Of ecstasies and wonders there, our eyes can find no traces,

O thou who daily dwelt beside the incarnate King of Kings!

On earth, we know, is very great the number of the lowly;

With neither fear nor trembling now we dare to look on thee.

By common lot and humble path, our Mother dear and holy,

Thou wast content to walk to heaven, and thus our guide to be."

Mary and Joseph kept quiet about the extraordinary virginal conception of their Divine Son, born of the Virgin Mary. The ritual of engagement and marriage had been respected. Jesus Himself remained silent about his double nature - human and divine- until the beginning of His predication when he was thirty years old. The Holy Family lived a life quite ordinary on the exterior but on the interior they were profoundly filled with beatitude - living in day to day contact with the Holy of Holies - the Word of God incarnate.

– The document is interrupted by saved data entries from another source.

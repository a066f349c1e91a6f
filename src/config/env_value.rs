// ABOUTME: Configuration values that may be read from the environment.
// ABOUTME: Either a literal string or `{ env: VAR, default: ... }`.

use crate::error::{Error, Result};
use serde::Deserialize;
use std::fmt;

#[derive(Debug, Clone, PartialEq, Eq, Deserialize)]
#[serde(untagged)]
pub enum EnvValue {
    Literal(String),
    FromEnv {
        #[serde(rename = "env")]
        var: String,
        #[serde(default)]
        default: Option<String>,
    },
}

impl EnvValue {
    pub fn from_env(var: impl Into<String>) -> Self {
        EnvValue::FromEnv {
            var: var.into(),
            default: None,
        }
    }

    /// Resolve to a string. An env var that is set but empty counts as missing.
    pub fn resolve(&self) -> Result<String> {
        match self {
            EnvValue::Literal(s) => Ok(s.clone()),
            EnvValue::FromEnv { var, default } => match std::env::var(var) {
                Ok(val) if !val.is_empty() => Ok(val),
                _ => default
                    .clone()
                    .ok_or_else(|| Error::MissingEnvVar(var.clone())),
            },
        }
    }
}

// Never prints literal values: tokens end up here.
impl fmt::Display for EnvValue {
    fn fmt(&self, f: &mut fmt::Formatter<'_>) -> fmt::Result {
        match self {
            EnvValue::Literal(_) => f.write_str("<literal>"),
            EnvValue::FromEnv { var, .. } => write!(f, "${var}"),
        }
    }
}

#[cfg(test)]
mod tests {
    use super::*;

    #[test]
    fn literal_resolves_to_itself() {
        let value = EnvValue::Literal("abc".into());
        assert_eq!(value.resolve().unwrap(), "abc");
        assert_eq!(value.to_string(), "<literal>");
    }

    #[test]
    fn env_reference_uses_variable_then_default() {
        let value = EnvValue::FromEnv {
            var: "VS_TEST_ENV_VALUE".into(),
            default: Some("fallback".into()),
        };

        temp_env::with_var("VS_TEST_ENV_VALUE", Some("from-env"), || {
            assert_eq!(value.resolve().unwrap(), "from-env");
        });
        temp_env::with_var_unset("VS_TEST_ENV_VALUE", || {
            assert_eq!(value.resolve().unwrap(), "fallback");
        });
    }

    #[test]
    fn missing_variable_without_default_is_an_error() {
        let value = EnvValue::from_env("VS_TEST_ENV_MISSING");
        temp_env::with_var("VS_TEST_ENV_MISSING", Some(""), || {
            let err = value.resolve().unwrap_err();
            assert!(matches!(err, Error::MissingEnvVar(ref v) if v == "VS_TEST_ENV_MISSING"));
        });
    }

    #[test]
    fn deserializes_both_forms() {
        let literal: EnvValue = serde_yaml::from_str("plain").unwrap();
        assert_eq!(literal, EnvValue::Literal("plain".into()));

        let reference: EnvValue = serde_yaml::from_str("{ env: HCLOUD_TOKEN }").unwrap();
        assert_eq!(reference, EnvValue::from_env("HCLOUD_TOKEN"));
    }
}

However, such beatitude was not only one of pure happiness for the Holy Family. The message that the apostle St Paul sent in one of his letters especially resumes the lot of the Family of the Son of God: "I am overwhelmed with joy in my tribulations..." Just remember the birth of the Son of God: in a stable, in the middle of winter, there was no place for a mother to give birth in the inns of Bethlehem... What parents would not have felt deep anguish at such times, although St. Therese saw something grand in the lowliness!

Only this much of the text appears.